= Problem statement =
Look for "width" in every line of the listing. Copy the lines that have it.

= Exercise inputs =
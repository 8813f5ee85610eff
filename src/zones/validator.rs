// src/zones/validator.rs
// Look-right validation: has price already broken through the zone since it formed?

use log::debug;
use serde::{Deserialize, Serialize};

use crate::config::{DEFAULT_MIN_CLOSES_BEYOND, DEFAULT_TOLERANCE_PERCENT};
use crate::errors::Result;
use crate::types::{Candle, Zone, ZoneType};

const CONFIDENCE_PER_CLOSE: f64 = 0.3;
const CONFIDENCE_PER_EXTRA_WICK: f64 = 0.1;
const FREE_WICKS: u32 = 2;

#[derive(Debug, Clone, Copy, PartialEq, Eq, Serialize, Deserialize)]
#[serde(rename_all = "SCREAMING_SNAKE_CASE")]
pub enum ZoneStatus {
    Fresh,
    Tested,
    Broken,
}

#[derive(Debug, Clone, PartialEq, Serialize, Deserialize)]
#[serde(rename_all = "camelCase")]
pub struct ValidationResult {
    pub is_valid: bool,
    pub status: ZoneStatus,
    pub confidence: f64,
    pub closes_beyond_zone: u32,
    pub wicks_beyond_zone: u32,
    /// Deepest wick beyond the invalidation edge, as a percent of zone width
    pub max_penetration_percent: f64,
}

impl ValidationResult {
    fn already_broken() -> Self {
        Self {
            is_valid: false,
            status: ZoneStatus::Broken,
            confidence: 0.0,
            closes_beyond_zone: 0,
            wicks_beyond_zone: 0,
            max_penetration_percent: 0.0,
        }
    }
}

#[derive(Debug, Clone, Copy)]
pub struct ZoneValidator {
    pub tolerance_percent: f64,
    pub min_closes_beyond: u32,
}

impl Default for ZoneValidator {
    fn default() -> Self {
        Self {
            tolerance_percent: DEFAULT_TOLERANCE_PERCENT,
            min_closes_beyond: DEFAULT_MIN_CLOSES_BEYOND,
        }
    }
}

impl ZoneValidator {
    pub fn new(tolerance_percent: f64, min_closes_beyond: u32) -> Self {
        Self { tolerance_percent, min_closes_beyond }
    }

    /// Close past the invalidation edge by more than the tolerance band.
    pub fn closed_beyond(&self, zone: &Zone, candle: &Candle) -> bool {
        let tolerance = zone.width() * self.tolerance_percent / 100.0;
        match zone.zone_type {
            ZoneType::Supply => candle.close > zone.zone_high() + tolerance,
            ZoneType::Demand => candle.close < zone.zone_low() - tolerance,
        }
    }

    /// Re-derives the zone status from the candles formed after it. Stateless: a zone that
    /// validated BROKEN once must be kept broken by the caller (`Zone::is_broken`).
    pub fn validate(&self, zone: &Zone, candles_after_zone: &[Candle]) -> Result<ValidationResult> {
        if zone.is_broken {
            return Ok(ValidationResult::already_broken());
        }

        let zone_high = zone.zone_high();
        let zone_low = zone.zone_low();
        let width = zone.width();

        let mut closes_beyond_zone = 0u32;
        let mut wicks_beyond_zone = 0u32;
        let mut max_penetration = 0.0f64;

        for candle in candles_after_zone {
            candle.validate()?;

            let penetration = match zone.zone_type {
                ZoneType::Supply => candle.high - zone_high,
                ZoneType::Demand => zone_low - candle.low,
            };

            if self.closed_beyond(zone, candle) {
                closes_beyond_zone += 1;
            }
            if penetration > 0.0 {
                wicks_beyond_zone += 1;
                max_penetration = max_penetration.max(penetration);
            }
        }

        let is_valid = closes_beyond_zone < self.min_closes_beyond;
        let confidence = (1.0
            - CONFIDENCE_PER_CLOSE * closes_beyond_zone as f64
            - CONFIDENCE_PER_EXTRA_WICK * wicks_beyond_zone.saturating_sub(FREE_WICKS) as f64)
            .max(0.0);

        let status = if !is_valid {
            ZoneStatus::Broken
        } else if wicks_beyond_zone > 0 {
            ZoneStatus::Tested
        } else {
            ZoneStatus::Fresh
        };

        let max_penetration_percent = if width > 0.0 {
            max_penetration / width * 100.0
        } else {
            0.0
        };

        debug!(
            "[VALIDATE] Zone {} {:?}: closes_beyond={}, wicks_beyond={}, confidence={:.2}",
            zone.id, status, closes_beyond_zone, wicks_beyond_zone, confidence
        );

        Ok(ValidationResult {
            is_valid,
            status,
            confidence,
            closes_beyond_zone,
            wicks_beyond_zone,
            max_penetration_percent,
        })
    }
}

#[cfg(test)]
mod tests {
    use super::*;
    use crate::types::test_support::*;

    #[test]
    fn test_supply_zone_stays_fresh_within_tolerance() {
        let zone = supply_zone(100.0, 105.0);
        let candles = vec![
            candle_at(0, 101.0, 104.0, 100.5, 103.0),
            candle_at(1, 103.0, 104.5, 102.0, 104.0),
            candle_at(2, 104.0, 105.0, 103.5, 105.0),
        ];

        let result = ZoneValidator::default().validate(&zone, &candles).unwrap();
        assert!(result.is_valid);
        assert_eq!(result.status, ZoneStatus::Fresh);
        assert_eq!(result.closes_beyond_zone, 0);
        assert_eq!(result.confidence, 1.0);
    }

    #[test]
    fn test_close_inside_tolerance_is_tested_not_broken() {
        let zone = supply_zone(100.0, 105.0);
        let candles = vec![candle_at(0, 104.0, 105.02, 103.5, 105.02)];

        let result = ZoneValidator::default().validate(&zone, &candles).unwrap();
        assert!(result.is_valid);
        assert_eq!(result.closes_beyond_zone, 0);
        assert_eq!(result.status, ZoneStatus::Tested);
        assert_eq!(result.wicks_beyond_zone, 1);
        assert!((result.max_penetration_percent - 0.4).abs() < 1e-9);
    }

    #[test]
    fn test_two_closes_beyond_break_supply_zone() {
        let zone = supply_zone(100.0, 105.0);
        let candles = vec![
            candle_at(0, 104.0, 106.5, 103.5, 106.0),
            candle_at(1, 106.0, 107.0, 105.5, 106.0),
        ];

        let result = ZoneValidator::default().validate(&zone, &candles).unwrap();
        assert!(!result.is_valid);
        assert_eq!(result.status, ZoneStatus::Broken);
        assert_eq!(result.closes_beyond_zone, 2);
        assert!((result.confidence - 0.4).abs() < 1e-9);
        assert!((result.max_penetration_percent - 40.0).abs() < 1e-9);
    }

    #[test]
    fn test_wick_only_marks_tested() {
        let zone = demand_zone(100.0, 95.0);
        let candles = vec![candle_at(0, 99.0, 99.5, 94.0, 98.0)];

        let result = ZoneValidator::default().validate(&zone, &candles).unwrap();
        assert!(result.is_valid);
        assert_eq!(result.status, ZoneStatus::Tested);
        assert_eq!(result.wicks_beyond_zone, 1);
        assert_eq!(result.confidence, 1.0);
    }

    #[test]
    fn test_confidence_drops_after_two_wicks() {
        let zone = demand_zone(100.0, 95.0);
        let candles: Vec<Candle> = (0..4).map(|i| candle_at(i, 99.0, 99.5, 94.0, 98.0)).collect();

        let result = ZoneValidator::default().validate(&zone, &candles).unwrap();
        assert!((result.confidence - 0.8).abs() < 1e-9);
    }

    #[test]
    fn test_broken_is_terminal_regardless_of_later_candles() {
        let zone = supply_zone(100.0, 105.0);
        let mut candles = vec![
            candle_at(0, 104.0, 106.5, 103.5, 106.0),
            candle_at(1, 106.0, 107.0, 105.5, 106.0),
        ];
        candles.extend((2..10).map(|i| candle_at(i, 101.0, 102.0, 100.0, 101.0)));

        let result = ZoneValidator::default().validate(&zone, &candles).unwrap();
        assert!(!result.is_valid);
    }

    #[test]
    fn test_validation_is_idempotent() {
        let zone = supply_zone(100.0, 105.0);
        let candles = vec![
            candle_at(0, 104.0, 105.8, 103.5, 104.2),
            candle_at(1, 104.2, 106.0, 103.0, 105.5),
        ];
        let validator = ZoneValidator::default();
        assert_eq!(
            validator.validate(&zone, &candles).unwrap(),
            validator.validate(&zone, &candles).unwrap()
        );
    }

    #[test]
    fn test_flagged_zone_never_revalidates() {
        let mut zone = supply_zone(100.0, 105.0);
        zone.is_broken = true;
        let result = ZoneValidator::default().validate(&zone, &[]).unwrap();
        assert_eq!(result.status, ZoneStatus::Broken);
        assert!(!result.is_valid);
    }

    #[test]
    fn test_invalid_candle_aborts() {
        let zone = supply_zone(100.0, 105.0);
        let bad = Candle { open: 101.0, high: 100.0, low: 102.0, close: 101.0, timestamp: ts(0) };
        assert!(ZoneValidator::default().validate(&zone, &[bad]).is_err());
    }
}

= Result of the task =
    /// Deepest wick beyond the invalidation edge, as a percent of zone width
        let tolerance = zone.width() * self.tolerance_percent / 100.0;
        let width = zone.width();
        let max_penetration_percent = if width > 0.0 {
            max_penetration / width * 100.0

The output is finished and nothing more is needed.